WebML WG Teleconference – 2 May 2024

Meeting minutes

Repository: webmachinelearning/webnn

anssik: please join me in welcoming our latest WG participant!
… - Yunchao He representing ByteDance

<jsbell> zkis: If you can visit chrome://crashes/ and email me any crash IDs I'll follow up

anssik: I did a small update to our agenda an hour ago: removed issues #492 #625 that had been addressed (thanks!), removed #475 whose accompanying PR #650 received a draft label; I also added one quick naming-related issue #669

<gb> Pull Request 650 Swap parameters of scalar constant() operand method (by inexorabletash)

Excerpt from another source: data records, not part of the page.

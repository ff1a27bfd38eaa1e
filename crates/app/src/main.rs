use std::sync::Arc;

use chrono::Utc;
use clap::{Parser, Subcommand};
use doc_search_core::{
    rerank, DefaultExtractor, FsDocumentSource, HashingEmbedder, HybridRetriever,
    InMemoryJobStore, IndexingOptions, Orchestrator, PathCategory, QdrantVectorStore,
    SearchFilters, VectorStore,
};
use tracing::{info, warn};
use tracing_subscriber::{fmt, prelude::*, EnvFilter};

#[derive(Parser)]
#[command(name = "doc-search", version)]
struct Cli {
    #[command(subcommand)]
    command: Command,

    /// Local mirror of the document repository.
    #[arg(long, env = "DOC_SEARCH_ROOT", default_value = ".")]
    root: String,

    /// Qdrant base URL
    #[arg(long, env = "QDRANT_URL", default_value = "http://localhost:6333")]
    qdrant_url: String,

    /// Qdrant collection
    #[arg(long, default_value = "doc_chunks")]
    qdrant_collection: String,
}

#[derive(Subcommand)]
enum Command {
    /// Index a repository folder: list, deduplicate, chunk, and upsert.
    Index {
        /// Folder path inside the repository, e.g. "/Styringsdokumenter".
        #[arg(long, default_value = "/")]
        folder: String,
        /// Only the top folder level, no descent into subfolders.
        #[arg(long, default_value_t = false)]
        flat: bool,
        /// Documents processed concurrently per batch.
        #[arg(long, default_value = "5")]
        batch_size: usize,
        /// Delay between batches in milliseconds.
        #[arg(long, default_value = "1000")]
        batch_delay_ms: u64,
    },
    /// Hybrid search over the indexed collection.
    Search {
        /// Search query, e.g. "§ 6.3 vedtektene".
        #[arg(long)]
        query: String,
        /// Number of results to return.
        #[arg(long, default_value = "10")]
        top_k: usize,
        /// Restrict to a category: statutes | local_laws | meeting | general.
        #[arg(long)]
        category: Option<String>,
    },
    /// Delete and reprocess one document by id.
    Reindex {
        #[arg(long)]
        folder: String,
        #[arg(long)]
        document_id: String,
    },
    /// Collection statistics.
    Stats,
    /// Remove every indexed unit.
    Clear,
    /// Vector store health check.
    Health,
}

fn parse_category(value: &str) -> Option<PathCategory> {
    match value {
        "statutes" => Some(PathCategory::Statutes),
        "local_laws" => Some(PathCategory::LocalLaws),
        "meeting" => Some(PathCategory::Meeting),
        "general" => Some(PathCategory::General),
        _ => None,
    }
}

#[tokio::main]
async fn main() -> anyhow::Result<()> {
    tracing_subscriber::registry()
        .with(EnvFilter::from_default_env())
        .with(fmt::layer())
        .init();

    let cli = Cli::parse();

    let embedder = Arc::new(HashingEmbedder::default());
    let store = Arc::new(
        QdrantVectorStore::new(&cli.qdrant_url, cli.qdrant_collection.as_str(), embedder.clone())
            .map_err(|error| anyhow::anyhow!(error.to_string()))?,
    );
    let source = Arc::new(FsDocumentSource::new(&cli.root));

    info!(
        version = env!("CARGO_PKG_VERSION"),
        started_at = %Utc::now().to_rfc3339(),
        "doc-search boot"
    );

    match cli.command {
        Command::Index {
            folder,
            flat,
            batch_size,
            batch_delay_ms,
        } => {
            let site_id = source.site_id().to_string();
            let orchestrator = Arc::new(Orchestrator::new(
                source,
                store,
                Arc::new(DefaultExtractor),
                Arc::new(InMemoryJobStore::new()),
                IndexingOptions {
                    batch_size,
                    batch_delay_ms,
                },
            ));

            let job_id = orchestrator.create_job(&site_id, &folder, !flat);
            let job = orchestrator
                .run_job(&job_id)
                .await
                .map_err(|error| anyhow::anyhow!(error.to_string()))?;

            if job.failed_documents > 0 {
                warn!(failed = job.failed_documents, "some documents failed");
            }
            println!(
                "job {} finished: status={:?} total={} processed={} failed={}",
                job.id,
                job.status,
                job.total_documents,
                job.processed_documents,
                job.failed_documents
            );
            if let Some(error) = job.error {
                println!("error: {error}");
            }
        }
        Command::Search {
            query,
            top_k,
            category,
        } => {
            let filters = category.as_deref().and_then(parse_category).map(|category| {
                SearchFilters {
                    category: Some(category),
                    ..Default::default()
                }
            });

            let retriever = HybridRetriever::new(store);
            let mut results = retriever
                .search(&query, top_k, filters)
                .await
                .map_err(|error| anyhow::anyhow!(error.to_string()))?;
            rerank(&mut results, &query);

            println!("query: {query}");
            for result in results {
                println!(
                    "[{:?}] score={:.4} {} ({:?})",
                    result.search_type, result.score, result.unit.document_name, result.unit.language
                );
                if let Some(section) = &result.unit.chunk.section_number {
                    println!("  section: {section} {}", result.unit.chunk.section_title.as_deref().unwrap_or(""));
                }
                println!("  viewer: {}", result.unit.web_url);
                println!("  source: {}", result.unit.source_url);
                println!("  modified: {}", result.unit.modified_at.to_rfc3339());
                let preview: String = result.unit.chunk.content.chars().take(240).collect();
                println!("  {preview}");
            }
        }
        Command::Reindex {
            folder,
            document_id,
        } => {
            let site_id = source.site_id().to_string();
            let orchestrator = Arc::new(Orchestrator::new(
                source,
                store,
                Arc::new(DefaultExtractor),
                Arc::new(InMemoryJobStore::new()),
                IndexingOptions::default(),
            ));

            let units = orchestrator
                .reindex_document(&site_id, &folder, &document_id)
                .await
                .map_err(|error| anyhow::anyhow!(error.to_string()))?;
            println!("reindexed {document_id}: {units} units");
        }
        Command::Stats => {
            let stats = store
                .collection_stats()
                .await
                .map_err(|error| anyhow::anyhow!(error.to_string()))?;
            println!("indexed units: {}", stats.count);
        }
        Command::Clear => {
            store
                .clear_collection()
                .await
                .map_err(|error| anyhow::anyhow!(error.to_string()))?;
            println!("collection cleared");
        }
        Command::Health => {
            let health = store.health_check().await;
            println!(
                "healthy={} details={}",
                health.healthy, health.details
            );
        }
    }

    Ok(())
}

<gb> Issue 669 Rename `MLOperandDescriptor`'s `dimensions` to `shape` (by a-sully) [feature request]

<gb> CLOSED Issue 625 Need clarify the maximum limit of the hidden size of the Gru operator (by miaobin) [operator specific]

<gb> Issue 475 Remove `builder.constant(value, type)` variant (by huningxin) [operator specific]

<gb> CLOSED Issue 492 Constant sequential filling operation needs output shape parameter (by fdwr) [feature request] [operator specific]

agenda diff
… with that let's kick off today's meeting with a new incubation that might be of interest to this group to warm up the engine

New incubation of possible interest: Web Translation API

anssik: I want to bring to this WG's attention an early proposal by the Chrome translate API team, Web Translation API, for performing real-time translations

Explainer for the Web Translation API

TAG review for the Web Translation API

<gb> Issue 948 Web Translation API (by domenic) [Progress: untriaged]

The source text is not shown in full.